Era accusata di aver percepito indebitamente il Reddito di Cittadinanza, assolta dal Tribunale di Sciacca
Sentenza di assoluzione per una donna riberese sulla quale pendeva l’accusa di aver percepito indebitamente il Reddito di Cittadinanza
SCIACCA- Una vicenda che rischiava la restituzione di quanto percepito dall’Inps con il Reddito di Cittadinanza. Una donna di Ribera, difesa dall’avvocato Maurizio Gaudio, era accusata di aver percepito indebitamente il Reddito di Cittadinanza. La tesi difensiva dell’avvocato Gaudio è stata accolta dal tribunale di Sciacca.
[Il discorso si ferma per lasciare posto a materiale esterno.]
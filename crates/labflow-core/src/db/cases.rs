//! Case database operations.

use rusqlite::{params, Connection, OptionalExtension, Row};

use super::{decimal_from_sql, decimal_to_sql, now_timestamp, Database, DbError, DbResult};
use crate::models::{format_case_number, Case, CaseEdit, CaseMaterial, CaseStatus, NewCase};

const CASE_SELECT: &str = r#"
    SELECT c.id, c.case_number, c.patient, c.doctor_id, d.name,
           c.restoration_type, c.shade, c.due, c.rush, c.notes,
           c.price, c.invoiced, c.status, c.shipping_carrier,
           c.tracking_number, c.shipped_at, c.created_at, c.updated_at
    FROM cases c
    LEFT JOIN doctors d ON d.id = c.doctor_id
"#;

impl Database {
    /// Insert a new case with status `received` and the next case number.
    ///
    /// Numbering and insert share one transaction, so concurrent creates
    /// never receive the same number.
    pub fn insert_case(&self, new_case: &NewCase, shade: &str) -> DbResult<Case> {
        let tx = self.immediate()?;

        if !doctor_exists(&tx, &new_case.doctor_id)? {
            return Err(DbError::NotFound(format!("doctor {}", new_case.doctor_id)));
        }

        tx.execute(
            "UPDATE case_sequence SET last_value = last_value + 1 WHERE id = 1",
            [],
        )?;
        let sequence: i64 =
            tx.query_row("SELECT last_value FROM case_sequence WHERE id = 1", [], |row| {
                row.get(0)
            })?;

        let id = uuid::Uuid::new_v4().to_string();
        let now = now_timestamp();
        tx.execute(
            r#"
            INSERT INTO cases (
                id, case_number, patient, doctor_id, restoration_type, shade,
                due, rush, notes, price, invoiced, status, created_at, updated_at
            ) VALUES (?1, ?2, ?3, ?4, ?5, ?6, ?7, ?8, ?9, ?10, 0, ?11, ?12, ?12)
            "#,
            params![
                id,
                format_case_number(sequence),
                new_case.patient,
                new_case.doctor_id,
                new_case.restoration_type,
                shade,
                new_case.due,
                new_case.rush,
                new_case.notes,
                decimal_to_sql(new_case.price),
                CaseStatus::Received.as_str(),
                now,
            ],
        )?;

        let case = read_case(&tx, &id)?
            .ok_or_else(|| DbError::NotFound(format!("case {}", id)))?;
        tx.commit()?;
        Ok(case)
    }

    /// Get a case by ID.
    pub fn get_case(&self, id: &str) -> DbResult<Option<Case>> {
        read_case(&self.conn, id)
    }

    /// Get a case by its human-facing number.
    pub fn get_case_by_number(&self, case_number: &str) -> DbResult<Option<Case>> {
        let sql = format!("{} WHERE c.case_number = ?", CASE_SELECT);
        self.conn
            .query_row(&sql, [case_number], case_row)
            .optional()?
            .map(Case::try_from)
            .transpose()
    }

    /// List all cases, earliest due first.
    pub fn list_cases(&self) -> DbResult<Vec<Case>> {
        let sql = format!("{} ORDER BY c.due ASC, c.case_number ASC", CASE_SELECT);
        self.query_cases(&sql, [])
    }

    /// List the cases referred by one doctor, earliest due first.
    pub fn list_cases_for_doctor(&self, doctor_id: &str) -> DbResult<Vec<Case>> {
        let sql = format!(
            "{} WHERE c.doctor_id = ? ORDER BY c.due ASC, c.case_number ASC",
            CASE_SELECT
        );
        self.query_cases(&sql, [doctor_id])
    }

    /// List shipped cases, most recent shipment first.
    ///
    /// `since` is an RFC 3339 lower bound on `shipped_at`; `doctor_id`
    /// restricts the rows to one doctor.
    pub fn list_shipped_cases(&self, since: Option<&str>, doctor_id: Option<&str>) -> DbResult<Vec<Case>> {
        let sql = format!(
            r#"{} WHERE c.status = 'shipped'
                AND (?1 IS NULL OR c.shipped_at >= ?1)
                AND (?2 IS NULL OR c.doctor_id = ?2)
                ORDER BY c.shipped_at DESC"#,
            CASE_SELECT
        );
        self.query_cases(&sql, params![since, doctor_id])
    }

    /// Number of cases referencing a doctor.
    pub fn count_cases_for_doctor(&self, doctor_id: &str) -> DbResult<i64> {
        Ok(self.conn.query_row(
            "SELECT COUNT(*) FROM cases WHERE doctor_id = ?",
            [doctor_id],
            |row| row.get(0),
        )?)
    }

    /// Apply direct field edits. Status and shipment fields are untouched.
    pub fn update_case_fields(&self, id: &str, edit: &CaseEdit) -> DbResult<bool> {
        let tx = self.immediate()?;

        if !doctor_exists(&tx, &edit.doctor_id)? {
            return Err(DbError::NotFound(format!("doctor {}", edit.doctor_id)));
        }

        let rows_affected = tx.execute(
            r#"
            UPDATE cases SET
                patient = ?2,
                doctor_id = ?3,
                restoration_type = ?4,
                shade = ?5,
                due = ?6,
                rush = ?7,
                notes = ?8,
                price = COALESCE(?9, price),
                updated_at = ?10
            WHERE id = ?1
            "#,
            params![
                id,
                edit.patient,
                edit.doctor_id,
                edit.restoration_type,
                edit.shade,
                edit.due,
                edit.rush,
                edit.notes,
                edit.price.map(decimal_to_sql),
                now_timestamp(),
            ],
        )?;
        tx.commit()?;
        Ok(rows_affected > 0)
    }

    /// Delete a case, returning each linked material to stock first.
    ///
    /// Returns the links that were released, or `None` if no such case.
    pub fn delete_case(&self, id: &str) -> DbResult<Option<Vec<CaseMaterial>>> {
        let tx = self.immediate()?;

        let links = super::materials::links_for_case(&tx, id)?;
        for link in &links {
            super::materials::adjust_stock(&tx, &link.material_id, link.quantity_used)?;
        }
        tx.execute("DELETE FROM case_materials WHERE case_id = ?", [id])?;
        let rows_affected = tx.execute("DELETE FROM cases WHERE id = ?", [id])?;

        tx.commit()?;
        Ok((rows_affected > 0).then_some(links))
    }

    fn query_cases<P: rusqlite::Params>(&self, sql: &str, params: P) -> DbResult<Vec<Case>> {
        let mut stmt = self.conn.prepare(sql)?;
        let rows = stmt.query_map(params, case_row)?;

        let mut cases = Vec::new();
        for row in rows {
            cases.push(row?.try_into()?);
        }
        Ok(cases)
    }
}

/// Read one case on any connection or transaction.
pub(crate) fn read_case(conn: &Connection, id: &str) -> DbResult<Option<Case>> {
    let sql = format!("{} WHERE c.id = ?", CASE_SELECT);
    conn.query_row(&sql, [id], case_row)
        .optional()?
        .map(Case::try_from)
        .transpose()
}

/// Persist the workflow-owned columns of a case: status, shipment fields
/// and the invoiced flag.
pub(crate) fn write_case_state(conn: &Connection, case: &Case) -> DbResult<()> {
    let rows_affected = conn.execute(
        r#"
        UPDATE cases SET
            status = ?2,
            shipping_carrier = ?3,
            tracking_number = ?4,
            shipped_at = ?5,
            invoiced = ?6,
            updated_at = ?7
        WHERE id = ?1
        "#,
        params![
            case.id,
            case.status.as_str(),
            case.shipping_carrier,
            case.tracking_number,
            case.shipped_at,
            case.invoiced,
            case.updated_at,
        ],
    )?;
    if rows_affected == 0 {
        return Err(DbError::NotFound(format!("case {}", case.id)));
    }
    Ok(())
}

fn doctor_exists(conn: &Connection, doctor_id: &str) -> DbResult<bool> {
    Ok(conn
        .query_row("SELECT 1 FROM doctors WHERE id = ?", [doctor_id], |_| Ok(()))
        .optional()?
        .is_some())
}

/// Intermediate row struct for database mapping.
struct CaseRow {
    id: String,
    case_number: String,
    patient: String,
    doctor_id: String,
    doctor_name: Option<String>,
    restoration_type: String,
    shade: String,
    due: String,
    rush: bool,
    notes: Option<String>,
    price: String,
    invoiced: bool,
    status: String,
    shipping_carrier: Option<String>,
    tracking_number: Option<String>,
    shipped_at: Option<String>,
    created_at: String,
    updated_at: String,
}

fn case_row(row: &Row<'_>) -> rusqlite::Result<CaseRow> {
    Ok(CaseRow {
        id: row.get(0)?,
        case_number: row.get(1)?,
        patient: row.get(2)?,
        doctor_id: row.get(3)?,
        doctor_name: row.get(4)?,
        restoration_type: row.get(5)?,
        shade: row.get(6)?,
        due: row.get(7)?,
        rush: row.get(8)?,
        notes: row.get(9)?,
        price: row.get(10)?,
        invoiced: row.get(11)?,
        status: row.get(12)?,
        shipping_carrier: row.get(13)?,
        tracking_number: row.get(14)?,
        shipped_at: row.get(15)?,
        created_at: row.get(16)?,
        updated_at: row.get(17)?,
    })
}

impl TryFrom<CaseRow> for Case {
    type Error = DbError;

    fn try_from(row: CaseRow) -> Result<Self, Self::Error> {
        let status = CaseStatus::from_str(&row.status)
            .ok_or_else(|| DbError::Constraint(format!("Unknown case status: {}", row.status)))?;
        let price = decimal_from_sql("cases.price", &row.price)?;

        Ok(Case {
            id: row.id,
            case_number: row.case_number,
            patient: row.patient,
            doctor_id: row.doctor_id,
            doctor_name: row.doctor_name,
            restoration_type: row.restoration_type,
            shade: row.shade,
            due: row.due,
            rush: row.rush,
            notes: row.notes,
            price,
            invoiced: row.invoiced,
            status,
            shipping_carrier: row.shipping_carrier,
            tracking_number: row.tracking_number,
            shipped_at: row.shipped_at,
            created_at: row.created_at,
            updated_at: row.updated_at,
        })
    }
}
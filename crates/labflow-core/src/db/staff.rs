//! Lab staff directory operations.

use rusqlite::{params, OptionalExtension};

use super::{Database, DbError, DbResult};
use crate::models::{Role, StaffMember};

impl Database {
    /// Add or update a lab staff member.
    pub fn insert_staff(&self, user_id: &str, display_name: &str, role: Role) -> DbResult<()> {
        if !role.is_lab_staff() {
            return Err(DbError::Constraint(format!(
                "{} is not a lab staff role",
                role
            )));
        }

        self.conn.execute(
            r#"
            INSERT INTO lab_staff (user_id, display_name, role)
            VALUES (?1, ?2, ?3)
            ON CONFLICT(user_id) DO UPDATE SET
                display_name = excluded.display_name,
                role = excluded.role
            "#,
            params![user_id, display_name, role.as_str()],
        )?;
        Ok(())
    }

    /// Add the first lab admin. Does nothing and returns `false` once any
    /// staff member exists.
    pub fn bootstrap_admin(&self, user_id: &str, display_name: &str) -> DbResult<bool> {
        let tx = self.immediate()?;
        let staff_count: i64 = tx.query_row("SELECT COUNT(*) FROM lab_staff", [], |row| row.get(0))?;
        if staff_count > 0 {
            return Ok(false);
        }

        tx.execute(
            "INSERT INTO lab_staff (user_id, display_name, role) VALUES (?1, ?2, ?3)",
            params![user_id, display_name, Role::Admin.as_str()],
        )?;
        tx.commit()?;
        Ok(true)
    }

    /// Get a staff member by identity.
    pub fn get_staff(&self, user_id: &str) -> DbResult<Option<StaffMember>> {
        let row: Option<(String, String, String)> = self
            .conn
            .query_row(
                "SELECT user_id, display_name, role FROM lab_staff WHERE user_id = ?",
                [user_id],
                |row| Ok((row.get(0)?, row.get(1)?, row.get(2)?)),
            )
            .optional()?;

        row.map(|(user_id, display_name, role)| {
            let role = Role::from_str(&role)
                .ok_or_else(|| DbError::Corrupt(format!("unknown staff role: {}", role)))?;
            Ok(StaffMember {
                user_id,
                display_name,
                role,
            })
        })
        .transpose()
    }
}
//! Access control: who the caller is, what they may do, and what they see.
//!
//! ```text
//! user_id ──resolve_viewer──▶ Viewer ──┬─ require_* guards (mutations)
//!                                      └─ get_case_for / list_cases_for
//!                                             │  row scope in SQL
//!                                             ▼
//!                                        project_case (field cut)
//! ```

mod listing;
mod projection;
mod registration;
mod viewer;

pub use listing::*;
pub use projection::*;
pub use registration::*;
pub use viewer::*;

use crate::error::{LabError, LabResult};
use crate::models::{Role, Viewer};

/// Fail unless the viewer is lab staff (admin or tech).
pub fn require_lab_staff(viewer: &Viewer, action: &str) -> LabResult<()> {
    if viewer.role.is_lab_staff() {
        Ok(())
    } else {
        Err(denied(viewer, action))
    }
}

/// Fail unless the viewer is a lab admin.
pub fn require_admin(viewer: &Viewer, action: &str) -> LabResult<()> {
    if viewer.role == Role::Admin {
        Ok(())
    } else {
        Err(denied(viewer, action))
    }
}

fn denied(viewer: &Viewer, action: &str) -> LabError {
    tracing::warn!(user_id = %viewer.user_id, role = %viewer.role, action, "Authorization denied");
    LabError::InsufficientAuthorization(format!("{} may not {}", viewer.role, action))
}

#[cfg(test)]
mod tests {
    use super::*;

    #[test]
    fn test_guards() {
        let admin = Viewer::admin("u1", "Alex");
        let tech = Viewer::tech("u2", "Sam");
        let doctor = Viewer::doctor("u3", "Dr. Patel", "doc-1");

        assert!(require_lab_staff(&admin, "edit cases").is_ok());
        assert!(require_lab_staff(&tech, "edit cases").is_ok());
        assert!(matches!(
            require_lab_staff(&doctor, "edit cases"),
            Err(LabError::InsufficientAuthorization(_))
        ));

        assert!(require_admin(&admin, "invoice cases").is_ok());
        assert!(require_admin(&tech, "invoice cases").is_err());
        assert!(require_admin(&doctor, "invoice cases").is_err());
    }
}
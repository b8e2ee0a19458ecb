//! Authoritative viewer resolution.

use crate::db::Database;
use crate::error::{LabError, LabResult};
use crate::models::Viewer;

/// Resolve the identity behind a request from the store.
///
/// Lab staff take precedence over a linked doctor record. An identity that
/// is neither is refused.
pub fn resolve_viewer(db: &Database, user_id: &str) -> LabResult<Viewer> {
    if let Some(staff) = db.get_staff(user_id)? {
        return Ok(Viewer {
            user_id: staff.user_id,
            display_name: staff.display_name,
            role: staff.role,
            doctor_id: None,
        });
    }

    if let Some(doctor) = db.get_doctor_by_auth_user(user_id)? {
        return Ok(Viewer::doctor(user_id, doctor.name, doctor.id));
    }

    tracing::warn!(user_id, "Unknown identity");
    Err(LabError::InsufficientAuthorization(format!(
        "identity {} has no lab or portal access",
        user_id
    )))
}
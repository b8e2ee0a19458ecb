//! Acting identity classification.

use std::fmt;

use serde::{Deserialize, Serialize};

/// Role of the acting identity.
#[derive(Debug, Clone, Copy, PartialEq, Eq, Hash, Serialize, Deserialize)]
#[serde(rename_all = "snake_case")]
pub enum Role {
    /// Lab staff with financial visibility
    Admin,
    /// Lab staff without financial visibility
    Tech,
    /// External referring doctor, scoped to own cases
    Doctor,
}

impl Role {
    /// Database string representation.
    pub fn as_str(self) -> &'static str {
        match self {
            Role::Admin => "admin",
            Role::Tech => "tech",
            Role::Doctor => "doctor",
        }
    }

    /// Parse from database string representation.
    pub fn from_str(s: &str) -> Option<Self> {
        match s {
            "admin" => Some(Role::Admin),
            "tech" => Some(Role::Tech),
            "doctor" => Some(Role::Doctor),
            _ => None,
        }
    }

    pub fn is_lab_staff(self) -> bool {
        matches!(self, Role::Admin | Role::Tech)
    }

    /// Price and invoiced flag are admin-only.
    pub fn sees_financials(self) -> bool {
        self == Role::Admin
    }
}

impl fmt::Display for Role {
    fn fmt(&self, f: &mut fmt::Formatter<'_>) -> fmt::Result {
        f.write_str(self.as_str())
    }
}

/// A lab staff directory entry.
#[derive(Debug, Clone, PartialEq, Eq, Serialize, Deserialize)]
pub struct StaffMember {
    pub user_id: String,
    pub display_name: String,
    /// `Admin` or `Tech`
    pub role: Role,
}

/// The authoritative identity behind a request.
///
/// Resolved from the store per request and passed explicitly to every
/// operation; never read from ambient state.
#[derive(Debug, Clone, PartialEq, Eq, Serialize, Deserialize)]
pub struct Viewer {
    /// Authentication identity
    pub user_id: String,
    /// Name recorded in the activity log
    pub display_name: String,
    pub role: Role,
    /// Linked doctor row; set iff role is `Doctor`
    pub doctor_id: Option<String>,
}

impl Viewer {
    pub fn admin(user_id: impl Into<String>, display_name: impl Into<String>) -> Self {
        Self {
            user_id: user_id.into(),
            display_name: display_name.into(),
            role: Role::Admin,
            doctor_id: None,
        }
    }

    pub fn tech(user_id: impl Into<String>, display_name: impl Into<String>) -> Self {
        Self {
            user_id: user_id.into(),
            display_name: display_name.into(),
            role: Role::Tech,
            doctor_id: None,
        }
    }

    pub fn doctor(
        user_id: impl Into<String>,
        display_name: impl Into<String>,
        doctor_id: impl Into<String>,
    ) -> Self {
        Self {
            user_id: user_id.into(),
            display_name: display_name.into(),
            role: Role::Doctor,
            doctor_id: Some(doctor_id.into()),
        }
    }
}
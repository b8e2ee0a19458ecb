//! Invoice reconciliation.
//!
//! The invoiced flag is a plain admin-controlled toggle with no coupling to
//! status. Aggregates split prices into pending and invoiced totals for the
//! reporting layer.

mod invoice;
mod summary;

pub use invoice::*;
pub use summary::*;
In buona sostanza, la donna, separata dal coniuge, non era a conoscenza della nuova occupazione lavorativa dell’ex marito e pertanto non aveva effettuato le doverose comunicazioni all’INPS. La mancanza di consapevolezza eccepita dalla difesa ha fatto invece cadere l’accusa, dimostrando l’assenza di dolo. La Procura della repubblica ne aveva richiesto la condanna a mesi 6 di reclusione, condanna che avrebbe determinato l’immediata revoca del beneficio con efficacia retroattiva e obbligo di restituzione. La sentenza restituisce serenità alla cittadina, confermando che “il fatto non costituisce reato”, evidenzia l’avvocato Maurizio Gaudio.